The film rests on Knightley's emaciated shoulders, and she simply doesn't have what it takes to pull it off. Judging from the real Domino's success as a bounty hunter, she did. Knightley comes off as a pretty rich girl slumming, hiding behind clouds of cigarette smoke, which is funny, because much of the real Domino's success came from people underestimating her, thinking she was a pretty rich girl slumming. I have yet to see Knightley in anything where she was more than charming (like in Bend It Like Beckham). Mickey Rourke, who does have what it takes, does what he can with the material, but he, too, is given little more than tough-guy dialogue and a cloud of smoke.
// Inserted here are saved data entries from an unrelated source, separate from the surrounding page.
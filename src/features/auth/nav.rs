//! Role-filtered navigation entries for the dashboard sidebar.

use crate::{
    features::auth::{
        gate::{ADMIN_ONLY, RoleSet, STAFF},
        role::Role,
    },
    routes::paths,
};

/// Static sidebar entry. `roles` mirrors the access rule of the route at `path`.
#[derive(Clone, Copy, Debug, PartialEq, Eq)]
pub struct NavLink {
    pub label: &'static str,
    pub path: &'static str,
    /// Material Symbols icon name.
    pub icon: &'static str,
    pub roles: RoleSet,
}

pub const DASHBOARD_LINKS: [NavLink; 8] = [
    NavLink {
        label: "Dashboard",
        path: paths::DASHBOARD,
        icon: "dashboard",
        roles: STAFF,
    },
    NavLink {
        label: "Donors",
        path: paths::DASHBOARD_USERS,
        icon: "group",
        roles: STAFF,
    },
    NavLink {
        label: "Available Donors",
        path: paths::DASHBOARD_DONORS,
        icon: "volunteer_activism",
        roles: STAFF,
    },
    NavLink {
        label: "Add Donor",
        path: paths::DASHBOARD_USER_ADD,
        icon: "person_add",
        roles: STAFF,
    },
    NavLink {
        label: "Blood Requests",
        path: paths::DASHBOARD_REQUESTS,
        icon: "bloodtype",
        roles: STAFF,
    },
    NavLink {
        label: "Add Request",
        path: paths::DASHBOARD_REQUEST_ADD,
        icon: "add_circle",
        roles: STAFF,
    },
    NavLink {
        label: "Notifications",
        path: paths::DASHBOARD_NOTIFICATIONS,
        icon: "notifications",
        roles: ADMIN_ONLY,
    },
    NavLink {
        label: "Messages",
        path: paths::DASHBOARD_MESSAGES,
        icon: "mail",
        roles: ADMIN_ONLY,
    },
];

/// Keeps the links whose roles contain `role`, in their original order.
/// An unknown role (no token, lookup pending or failed) sees nothing.
pub fn visible_links(links: &[NavLink], role: Option<Role>) -> Vec<NavLink> {
    let Some(role) = role else {
        return Vec::new();
    };
    links
        .iter()
        .filter(|link| link.roles.contains(role))
        .copied()
        .collect()
}

#[cfg(test)]
mod tests {
    use super::{DASHBOARD_LINKS, NavLink, visible_links};
    use crate::features::auth::{
        gate::{ADMIN_ONLY, MEMBERS, RoleSet, STAFF},
        role::Role,
    };

    fn link(path: &'static str, roles: RoleSet) -> NavLink {
        NavLink {
            label: path,
            path,
            icon: "circle",
            roles,
        }
    }

    #[test]
    fn filter_keeps_exact_ordered_sublist() {
        let links = [
            link("/a", ADMIN_ONLY),
            link("/b", MEMBERS),
            link("/c", RoleSet::new(&[Role::Donor])),
            link("/d", STAFF),
        ];

        for role in Role::ALL {
            let expected: Vec<NavLink> = links
                .iter()
                .filter(|link| link.roles.roles().contains(&role))
                .copied()
                .collect();
            assert_eq!(visible_links(&links, Some(role)), expected, "{role:?}");
        }

        let paths: Vec<_> = visible_links(&links, Some(Role::Admin))
            .iter()
            .map(|link| link.path)
            .collect();
        assert_eq!(paths, ["/a", "/b", "/d"]);
    }

    #[test]
    fn unknown_role_sees_no_links() {
        assert!(visible_links(&DASHBOARD_LINKS, None).is_empty());
        assert!(visible_links(&[link("/open", MEMBERS)], None).is_empty());
    }

    #[test]
    fn hospital_sidebar_hides_admin_sections() {
        let labels: Vec<_> = visible_links(&DASHBOARD_LINKS, Some(Role::Hospital))
            .iter()
            .map(|link| link.label)
            .collect();
        assert!(labels.contains(&"Donors"));
        assert!(!labels.contains(&"Notifications"));
        assert!(!labels.contains(&"Messages"));
        assert_eq!(visible_links(&DASHBOARD_LINKS, Some(Role::Admin)).len(), DASHBOARD_LINKS.len());
        assert!(visible_links(&DASHBOARD_LINKS, Some(Role::Donor)).is_empty());
    }
}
The most interesting character is Choco, the invented love interest; Martinez is an interesting mix of tough-guy swagger and believable fragility. He provides one of the film's few honest moments, but it comes right before he blows a guy's arm off with a shotgun, so the effect is somewhat muted.

The inclusion of a subplot involving Christopher Walken as a reality TV producer adds nothing, although the filmmakers likely thought they were making an edgy commentary on celebrity worship. There's nothing of value in this film. It wastes the talents of a great screenwriter, Richard Kelly, who wrote and directed Donnie Darko and hopefully will take the money he made from this tripe and make something great. I have little praise for Tony Scott, whose resume is filled with sound and fury signifying nothing (although I did enjoy True Romance and The Last Boy Scout, not that I'd claim that either was a good film). Domino's greatest sin is being boring: all the flash and spinning cameras the $50 million budget could buy couldn't keep me from looking impatiently at my watch during most of its overlong two-hour running time.